The full data must be written out exactly, with every line included.

------ Data for analysis ------

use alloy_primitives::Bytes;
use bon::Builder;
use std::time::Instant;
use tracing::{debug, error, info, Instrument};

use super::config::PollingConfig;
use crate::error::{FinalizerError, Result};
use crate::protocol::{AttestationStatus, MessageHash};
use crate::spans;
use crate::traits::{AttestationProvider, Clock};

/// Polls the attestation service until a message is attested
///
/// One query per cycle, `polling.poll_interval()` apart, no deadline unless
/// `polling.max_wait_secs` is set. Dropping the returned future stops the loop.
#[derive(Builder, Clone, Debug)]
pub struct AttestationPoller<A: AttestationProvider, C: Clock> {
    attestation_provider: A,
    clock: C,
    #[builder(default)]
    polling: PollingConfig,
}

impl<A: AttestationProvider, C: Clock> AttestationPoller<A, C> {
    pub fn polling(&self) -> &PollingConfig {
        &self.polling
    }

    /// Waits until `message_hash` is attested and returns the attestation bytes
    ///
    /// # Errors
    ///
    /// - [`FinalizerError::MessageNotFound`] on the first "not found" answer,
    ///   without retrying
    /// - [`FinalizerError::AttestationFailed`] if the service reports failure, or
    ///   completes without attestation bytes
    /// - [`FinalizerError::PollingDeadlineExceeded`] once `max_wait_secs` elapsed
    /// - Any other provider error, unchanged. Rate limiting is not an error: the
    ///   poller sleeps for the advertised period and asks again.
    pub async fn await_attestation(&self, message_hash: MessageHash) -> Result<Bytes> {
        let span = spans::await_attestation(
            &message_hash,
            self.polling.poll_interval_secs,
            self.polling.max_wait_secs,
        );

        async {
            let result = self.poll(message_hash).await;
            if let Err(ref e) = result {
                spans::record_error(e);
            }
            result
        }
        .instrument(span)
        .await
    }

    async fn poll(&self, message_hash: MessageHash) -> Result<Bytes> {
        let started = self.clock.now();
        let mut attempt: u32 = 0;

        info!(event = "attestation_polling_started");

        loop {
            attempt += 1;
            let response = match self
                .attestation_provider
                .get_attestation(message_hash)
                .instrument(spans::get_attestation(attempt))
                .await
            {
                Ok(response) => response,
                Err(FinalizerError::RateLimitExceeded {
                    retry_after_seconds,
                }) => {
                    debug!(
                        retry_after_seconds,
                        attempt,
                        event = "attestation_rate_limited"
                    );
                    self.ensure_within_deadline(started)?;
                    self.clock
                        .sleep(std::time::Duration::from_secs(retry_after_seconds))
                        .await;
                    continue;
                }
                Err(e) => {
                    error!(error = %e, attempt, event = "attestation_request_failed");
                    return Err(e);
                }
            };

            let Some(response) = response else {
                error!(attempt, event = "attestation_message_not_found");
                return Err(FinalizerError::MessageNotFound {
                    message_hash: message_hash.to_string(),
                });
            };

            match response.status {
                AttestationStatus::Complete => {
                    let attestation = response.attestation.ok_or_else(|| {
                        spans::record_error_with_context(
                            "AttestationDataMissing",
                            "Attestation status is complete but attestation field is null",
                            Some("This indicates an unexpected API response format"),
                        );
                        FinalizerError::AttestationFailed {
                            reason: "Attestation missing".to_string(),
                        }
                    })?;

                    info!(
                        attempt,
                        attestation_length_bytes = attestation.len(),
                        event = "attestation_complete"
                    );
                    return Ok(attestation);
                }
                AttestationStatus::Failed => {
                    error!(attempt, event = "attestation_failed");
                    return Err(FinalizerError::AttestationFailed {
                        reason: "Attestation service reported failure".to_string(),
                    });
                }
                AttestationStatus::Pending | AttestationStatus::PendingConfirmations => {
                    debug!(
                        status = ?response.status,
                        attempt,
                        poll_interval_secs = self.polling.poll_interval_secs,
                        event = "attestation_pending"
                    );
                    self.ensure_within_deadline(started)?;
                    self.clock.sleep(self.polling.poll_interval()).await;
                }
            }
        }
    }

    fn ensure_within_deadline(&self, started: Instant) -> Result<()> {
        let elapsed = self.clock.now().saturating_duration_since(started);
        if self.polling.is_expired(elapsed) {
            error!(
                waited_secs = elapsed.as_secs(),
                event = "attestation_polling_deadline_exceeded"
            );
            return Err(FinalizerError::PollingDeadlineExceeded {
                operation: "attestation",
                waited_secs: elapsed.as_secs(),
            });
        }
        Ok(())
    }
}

------

## Exercise solution
use alloy_primitives::Bytes;
use bon::Builder;
use std::time::Instant;
use tracing::{debug, error, info, Instrument};

use super::config::PollingConfig;
use crate::error::{FinalizerError, Result};
use crate::protocol::{AttestationStatus, MessageHash};
use crate::spans;
use crate::traits::{AttestationProvider, Clock};

/// Polls the attestation service until a message is attested
///
/// One query per cycle, `polling.poll_interval()` apart, no deadline unless
/// `polling.max_wait_secs` is set. Dropping the returned future stops the loop.
#[derive(Builder, Clone, Debug)]
pub struct AttestationPoller<A: AttestationProvider, C: Clock> {
    attestation_provider: A,
    clock: C,
    #[builder(default)]
    polling: PollingConfig,
}

impl<A: AttestationProvider, C: Clock> AttestationPoller<A, C> {
    pub fn polling(&self) -> &PollingConfig {
        &self.polling
    }

    /// Waits until `message_hash` is attested and returns the attestation bytes
    ///
    /// # Errors
    ///
    /// - [`FinalizerError::MessageNotFound`] on the first "not found" answer,
    ///   without retrying
    /// - [`FinalizerError::AttestationFailed`] if the service reports failure, or
    ///   completes without attestation bytes
    /// - [`FinalizerError::PollingDeadlineExceeded`] once `max_wait_secs` elapsed
    /// - Any other provider error, unchanged. Rate limiting is not an error: the
    ///   poller sleeps for the advertised period and asks again.
    pub async fn await_attestation(&self, message_hash: MessageHash) -> Result<Bytes> {
        let span = spans::await_attestation(
            &message_hash,
            self.polling.poll_interval_secs,
            self.polling.max_wait_secs,
        );

        async {
            let result = self.poll(message_hash).await;
            if let Err(ref e) = result {
                spans::record_error(e);
            }
            result
        }
        .instrument(span)
        .await
    }

    async fn poll(&self, message_hash: MessageHash) -> Result<Bytes> {
        let started = self.clock.now();
        let mut attempt: u32 = 0;

        info!(event = "attestation_polling_started");

        loop {
            attempt += 1;
            let response = match self
                .attestation_provider
                .get_attestation(message_hash)
                .instrument(spans::get_attestation(attempt))
                .await
            {
                Ok(response) => response,
                Err(FinalizerError::RateLimitExceeded {
                    retry_after_seconds,
                }) => {
                    debug!(
                        retry_after_seconds,
                        attempt,
                        event = "attestation_rate_limited"
                    );
                    self.ensure_within_deadline(started)?;
                    self.clock
                        .sleep(std::time::Duration::from_secs(retry_after_seconds))
                        .await;
                    continue;
                }
                Err(e) => {
                    error!(error = %e, attempt, event = "attestation_request_failed");
                    return Err(e);
                }
            };

            let Some(response) = response else {
                error!(attempt, event = "attestation_message_not_found");
                return Err(FinalizerError::MessageNotFound {
                    message_hash: message_hash.to_string(),
                });
            };

            match response.status {
                AttestationStatus::Complete => {
                    let attestation = response.attestation.ok_or_else(|| {
                        spans::record_error_with_context(
                            "AttestationDataMissing",
                            "Attestation status is complete but attestation field is null",
                            Some("This indicates an unexpected API response format"),
                        );
                        FinalizerError::AttestationFailed {
                            reason: "Attestation missing".to_string(),
                        }
                    })?;

                    info!(
                        attempt,
                        attestation_length_bytes = attestation.len(),
                        event = "attestation_complete"
                    );
                    return Ok(attestation);
                }
                AttestationStatus::Failed => {
                    error!(attempt, event = "attestation_failed");
                    return Err(FinalizerError::AttestationFailed {
                        reason: "Attestation service reported failure".to_string(),
                    });
                }
                AttestationStatus::Pending | AttestationStatus::PendingConfirmations => {
                    debug!(
                        status = ?response.status,
                        attempt,
                        poll_interval_secs = self.polling.poll_interval_secs,
                        event = "attestation_pending"
                    );
                    self.ensure_within_deadline(started)?;
                    self.clock.sleep(self.polling.poll_interval()).await;
                }
            }
        }
    }

    fn ensure_within_deadline(&self, started: Instant) -> Result<()> {
        let elapsed = self.clock.now().saturating_duration_since(started);
        if self.polling.is_expired(elapsed) {
            error!(
                waited_secs = elapsed.as_secs(),
                event = "attestation_polling_deadline_exceeded"
            );
            return Err(FinalizerError::PollingDeadlineExceeded {
                operation: "attestation",
                waited_secs: elapsed.as_secs(),
            });
        }
        Ok(())
    }
}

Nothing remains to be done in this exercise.